Give your Popular Culture IQ a boost. With each edition we’ll bring you three ideas – discussion points – that revolve around our cultural zeitgeist. It’s an easy way to catch up with the public discourse and just maybe these light-hearted topics can kick off a little first date chatter.
Discussion 1 - What Happened to the Sitcom?
It’s official—this is an era of two polar opposites in television. It’s a time when every show is either Reality TV, or really expensive TV in the form of a Very Serious Action-Drama. A show either has big celebrities, lots of money, and occasional explosions, or else it crams former celebrities and aspiring celebrities into a house together and hopes for some emotional explosions. Will we ever see a return to the glorious sitcoms of old, when we laughed over witticisms and cried over pratfalls?
It used to be that situation comedies such as the Jeffersons, Three’s Company, and the Mary Tyler Moore show dealt with race, dating, sex, divorce, and single parenthood. Even the Brady Bunch was a blended family! But in the nineties, and even more so in this decade, cable television swooped in and took over that niche with the Real World and Project Runway. We still get to see a core group of characters interact, but instead of telling jokes, the jokes are on them—their onscreen temper tantrums, ridiculous flirtations, and shameless backstabbing provide us with countless hours of giggles and gossip.
Meanwhile, network television and HBO are fighting back the only way they know how—with lots and lots of money. Big budget shows such as 24, the Sopranos, and CSI have been all the rage, each show more dazzling and expensive than the last—in fact, the pilot episode of the hit show Lost cost over ten million dollars, the most expensive pilot in ABC history.
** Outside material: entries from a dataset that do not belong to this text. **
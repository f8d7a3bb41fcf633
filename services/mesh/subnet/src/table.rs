//! Subnet and AppKey tables with the key refresh procedure.

use crate::credential::{self, Candidates, Credential, SendTag, TxSecurity};
use crate::crypto::{Key, MeshCrypto};
use crate::friend::{FriendCredTable, FriendRole, DEFAULT_FRIEND_CRED_COUNT};
use crate::keys::{AppKey, AppKeyGen, KeyRefreshPhase, NetKeys, Subnet};
use crate::{SubnetError, NET_FLAG_KR};
use serde::{Deserialize, Serialize};
use std::sync::Arc;
use tracing::{debug, info, warn};

/// Table capacities
#[derive(Debug, Clone, Copy, PartialEq, Eq, Serialize, Deserialize)]
pub struct SubnetConfig {
    /// Maximum number of subnets
    pub subnet_count: usize,
    /// Maximum number of AppKeys
    pub app_key_count: usize,
    /// Maximum number of friendship credentials
    pub friend_cred_count: usize,
}

impl Default for SubnetConfig {
    fn default() -> Self {
        Self {
            subnet_count: 3,
            app_key_count: 3,
            friend_cred_count: DEFAULT_FRIEND_CRED_COUNT,
        }
    }
}

/// All subnets, AppKeys and friendship credentials of a node
pub struct SubnetTable {
    crypto: Arc<dyn MeshCrypto>,
    config: SubnetConfig,
    subnets: Vec<Subnet>,
    app_keys: Vec<AppKey>,
    friends: FriendCredTable,
}

impl SubnetTable {
    /// Create an empty table
    pub fn new(crypto: Arc<dyn MeshCrypto>, config: SubnetConfig) -> Self {
        Self {
            crypto,
            config,
            subnets: Vec::with_capacity(config.subnet_count),
            app_keys: Vec::with_capacity(config.app_key_count),
            friends: FriendCredTable::new(config.friend_cred_count),
        }
    }

    /// Crypto provider used for derivations
    pub fn crypto(&self) -> &Arc<dyn MeshCrypto> {
        &self.crypto
    }

    /// Install the provisioned subnet, replacing any existing state.
    ///
    /// With the key refresh flag set the key is installed as the new
    /// generation and the subnet starts in phase 2.
    pub fn create(&mut self, net_idx: u16, flags: u8, key: &Key) -> Result<(), SubnetError> {
        let keys = NetKeys::derive(self.crypto.as_ref(), key)?;
        let mut sub = Subnet::new(net_idx, keys);

        if flags & NET_FLAG_KR != 0 {
            sub.kr_flag = true;
            sub.kr_phase = KeyRefreshPhase::Phase2;
        }

        self.subnets.clear();
        self.app_keys.clear();
        self.friends.clear();
        self.subnets.push(sub);
        info!("Subnet 0x{:03x} created flags 0x{:02x}", net_idx, flags);
        Ok(())
    }

    /// Add another subnet
    pub fn add(&mut self, net_idx: u16, key: &Key) -> Result<(), SubnetError> {
        if self.get(net_idx).is_some() {
            return Err(SubnetError::Exists(net_idx));
        }
        if self.subnets.len() >= self.config.subnet_count {
            return Err(SubnetError::NoFreeSlot);
        }

        let keys = NetKeys::derive(self.crypto.as_ref(), key)?;
        self.subnets.push(Subnet::new(net_idx, keys));
        debug!("Subnet 0x{:03x} added", net_idx);
        Ok(())
    }

    /// Remove a subnet with its AppKeys and friendship credentials
    pub fn delete(&mut self, net_idx: u16) -> Result<(), SubnetError> {
        let pos = self
            .subnets
            .iter()
            .position(|s| s.net_idx == net_idx)
            .ok_or(SubnetError::NotFound(net_idx))?;
        self.subnets.remove(pos);
        self.app_keys.retain(|k| k.net_idx != net_idx);
        self.friends.delete_subnet(net_idx);
        debug!("Subnet 0x{:03x} deleted", net_idx);
        Ok(())
    }

    /// Distribute a new NetKey, entering key refresh phase 1
    pub fn update_key(&mut self, net_idx: u16, key: &Key, own_addr: u16) -> Result<(), SubnetError> {
        let keys = NetKeys::derive(self.crypto.as_ref(), key)?;
        let sub = self
            .subnets
            .iter_mut()
            .find(|s| s.net_idx == net_idx)
            .ok_or(SubnetError::NotFound(net_idx))?;

        match sub.kr_phase {
            KeyRefreshPhase::Normal => {}
            KeyRefreshPhase::Phase1 if sub.keys[1].net == *key => return Ok(()),
            phase => {
                return Err(SubnetError::InvalidPhase { net_idx, phase });
            }
        }

        sub.keys[1] = keys;
        sub.kr_phase = KeyRefreshPhase::Phase1;
        info!("Subnet 0x{:03x} Normal -> Phase 1", net_idx);

        let sub = sub.clone();
        self.friends.update(self.crypto.as_ref(), &sub, own_addr)
    }

    /// Subnet by index
    pub fn get(&self, net_idx: u16) -> Option<&Subnet> {
        self.subnets.iter().find(|s| s.net_idx == net_idx)
    }

    /// Mutable subnet by index
    pub fn get_mut(&mut self, net_idx: u16) -> Option<&mut Subnet> {
        self.subnets.iter_mut().find(|s| s.net_idx == net_idx)
    }

    /// All subnets
    pub fn iter(&self) -> impl Iterator<Item = &Subnet> {
        self.subnets.iter()
    }

    /// Whether the primary subnet exists
    pub fn has_primary(&self) -> bool {
        self.get(crate::KEY_PRIMARY).is_some()
    }

    /// Enable or disable directed forwarding on a subnet
    pub fn set_directed_forwarding(&mut self, net_idx: u16, enabled: bool) -> Result<(), SubnetError> {
        let sub = self.get_mut(net_idx).ok_or(SubnetError::NotFound(net_idx))?;
        sub.directed_forwarding = enabled;
        Ok(())
    }

    /// Apply the key refresh flag seen in a secure network beacon.
    ///
    /// Returns `true` when the subnet changed phase.
    pub fn kr_update(&mut self, net_idx: u16, new_kr: bool, new_key: bool) -> Result<bool, SubnetError> {
        let sub = self.get_mut(net_idx).ok_or(SubnetError::NotFound(net_idx))?;

        if new_kr != sub.kr_flag && sub.kr_phase == KeyRefreshPhase::Normal {
            warn!("KR change in normal operation. Are we blacklisted?");
            return Ok(false);
        }

        sub.kr_flag = new_kr;

        if sub.kr_flag {
            if sub.kr_phase == KeyRefreshPhase::Phase1 {
                info!("Subnet 0x{:03x} Phase 1 -> Phase 2", net_idx);
                sub.kr_phase = KeyRefreshPhase::Phase2;
                return Ok(true);
            }
            return Ok(false);
        }

        let phase = sub.kr_phase;
        match phase {
            // Phase 1 ends early only on a beacon protected with the new key
            KeyRefreshPhase::Phase1 if !new_key => Ok(false),
            KeyRefreshPhase::Phase1 | KeyRefreshPhase::Phase2 => {
                info!("Subnet 0x{:03x} KR phase {:?} -> Normal", net_idx, phase);
                sub.kr_phase = KeyRefreshPhase::Normal;
                self.revoke_keys(net_idx);
                self.friends.refresh(net_idx);
                Ok(true)
            }
            KeyRefreshPhase::Normal => Ok(false),
        }
    }

    /// Drop the old key generation of a subnet and its updated AppKeys
    fn revoke_keys(&mut self, net_idx: u16) {
        if let Some(sub) = self.get_mut(net_idx) {
            sub.keys[0] = sub.keys[1].clone();
        }

        for key in self.app_keys.iter_mut().filter(|k| k.net_idx == net_idx) {
            if key.updated {
                key.keys[0] = key.keys[1];
                key.updated = false;
                debug!("AppKey 0x{:03x} revoked old key", key.app_idx);
            }
        }
    }

    /// Recompute secure network beacon authentication for every subnet
    pub fn beacon_update(&mut self, iv_index: u32, ivu_in_progress: bool) {
        let crypto = self.crypto.clone();
        for sub in self.subnets.iter_mut() {
            if let Err(e) = sub.update_beacon_auth(crypto.as_ref(), iv_index, ivu_in_progress) {
                warn!("Beacon update failed for subnet 0x{:03x}: {}", sub.net_idx, e);
            }
        }
    }

    /// Find the subnet a secure network beacon belongs to.
    ///
    /// Returns the NetKey index and whether the new key generation matched.
    pub fn find_with_beacon(
        &self,
        net_id: &[u8; 8],
        flags: u8,
        iv_index: u32,
        auth: &[u8; 8],
    ) -> Option<(u16, bool)> {
        for sub in self.subnets.iter() {
            for (new_key, keys) in sub.rx_generations() {
                if keys.net_id != *net_id {
                    continue;
                }
                match self.crypto.beacon_auth(&keys.beacon, flags, &keys.net_id, iv_index) {
                    Ok(expected) if expected == *auth => return Some((sub.net_idx, new_key)),
                    Ok(_) => warn!("Authentication Value mismatch for subnet 0x{:03x}", sub.net_idx),
                    Err(e) => warn!("Beacon authentication failed: {}", e),
                }
            }
        }
        None
    }

    /// Add an AppKey bound to a subnet
    pub fn app_key_add(&mut self, app_idx: u16, net_idx: u16, key: &Key) -> Result<(), SubnetError> {
        if self.get(net_idx).is_none() {
            return Err(SubnetError::NotFound(net_idx));
        }
        if self.app_key(app_idx).is_some() {
            return Err(SubnetError::Exists(app_idx));
        }
        if self.app_keys.len() >= self.config.app_key_count {
            return Err(SubnetError::NoFreeSlot);
        }

        let gen = AppKeyGen::derive(self.crypto.as_ref(), key)?;
        self.app_keys.push(AppKey {
            app_idx,
            net_idx,
            keys: [gen, gen],
            updated: false,
        });
        Ok(())
    }

    /// Distribute a new AppKey generation; the bound subnet must be in phase 1
    pub fn app_key_update(&mut self, app_idx: u16, key: &Key) -> Result<(), SubnetError> {
        let gen = AppKeyGen::derive(self.crypto.as_ref(), key)?;
        let net_idx = self
            .app_key(app_idx)
            .map(|k| k.net_idx)
            .ok_or(SubnetError::AppKeyNotFound(app_idx))?;
        let phase = self
            .get(net_idx)
            .map(|s| s.kr_phase)
            .ok_or(SubnetError::NotFound(net_idx))?;
        if phase != KeyRefreshPhase::Phase1 {
            return Err(SubnetError::InvalidPhase { net_idx, phase });
        }

        if let Some(app) = self.app_keys.iter_mut().find(|k| k.app_idx == app_idx) {
            app.keys[1] = gen;
            app.updated = true;
        }
        Ok(())
    }

    /// AppKey by index
    pub fn app_key(&self, app_idx: u16) -> Option<&AppKey> {
        self.app_keys.iter().find(|k| k.app_idx == app_idx)
    }

    /// AppKeys bound to a subnet
    pub fn app_keys(&self, net_idx: u16) -> impl Iterator<Item = &AppKey> {
        self.app_keys.iter().filter(move |k| k.net_idx == net_idx)
    }

    /// Friendship credentials
    pub fn friends(&self) -> &FriendCredTable {
        &self.friends
    }

    /// Create the credential for a new friendship on a subnet
    pub fn friend_cred_create(
        &mut self,
        net_idx: u16,
        own_addr: u16,
        addr: u16,
        role: FriendRole,
        lpn_counter: u16,
        frnd_counter: u16,
    ) -> Result<(), SubnetError> {
        let sub = self
            .get(net_idx)
            .cloned()
            .ok_or(SubnetError::NotFound(net_idx))?;
        self.friends
            .create(
                self.crypto.as_ref(),
                &sub,
                own_addr,
                addr,
                role,
                lpn_counter,
                frnd_counter,
            )
            .map(|_| ())
    }

    /// Remove the credential of a friendship
    pub fn friend_cred_delete(&mut self, net_idx: u16, addr: u16) -> Result<(), SubnetError> {
        self.friends.delete(net_idx, addr)
    }

    /// Drop every friendship credential
    pub fn friend_cred_clear(&mut self) {
        self.friends.clear();
    }

    /// Resolve transmit material for a PDU to `dst` on a subnet
    pub fn resolve_tx(
        &self,
        net_idx: u16,
        requested: Credential,
        dst: u16,
        tag: SendTag,
        new_key: bool,
    ) -> Result<TxSecurity, SubnetError> {
        let sub = self.get(net_idx).ok_or(SubnetError::NotFound(net_idx))?;
        credential::resolve_tx(sub, &self.friends, requested, dst, tag, new_key)
    }

    /// Trial-decryption candidates of every subnet for a NID
    pub fn rx_candidates(&self, nid: u8) -> Candidates {
        let mut out = Candidates::new();
        for sub in self.subnets.iter() {
            credential::rx_candidates(sub, &self.friends, nid, &mut out);
        }
        out
    }
}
And it’s working for them—if you look at the shows on any given week on the Billboard top ten, you’ll see Lost, House, Cold Case—and what’s not high priced drama is likely to be Dancing With the Stars or America’s Next Top Model, reality TV with just a bit of celebrity thrown in.
So, in this very didactic era, is there room for a situation comedy that’s a delight to watch, instead of desperate or dramatic? Where are the Friends, the Seinfelds, the Cheers of our time?
Discussion 2 - Where Will Tomorrow’s Concerts Come From?
Have you ever noticed that the most successful concert tours each year are from musical artists who are 50 to 65 years old?! The Rolling Stones, Bruce Springsteen, and Crosby, Stills, Nash and Young are all old enough to be grandfathers. Even Madonna is about to hit the big 5-0. When this generation of top concert draws retires, who will be left to fill the stadium and outdoor venues? Unless record companies change their formula, the answer is “no one.”
Once upon a time the music business, much like the movie business, operated from a basic premise – stars create fan loyalty. You need rock stars with long careers and multiple hits to build a fan base that stays loyal and keeps buying concert tickets as time goes by. During the 1960s and 1970s, until just about the time MTV hit its prime, this system was in fine form. Labels nurtured artists, helping them mature, find an audience, and grow over the years.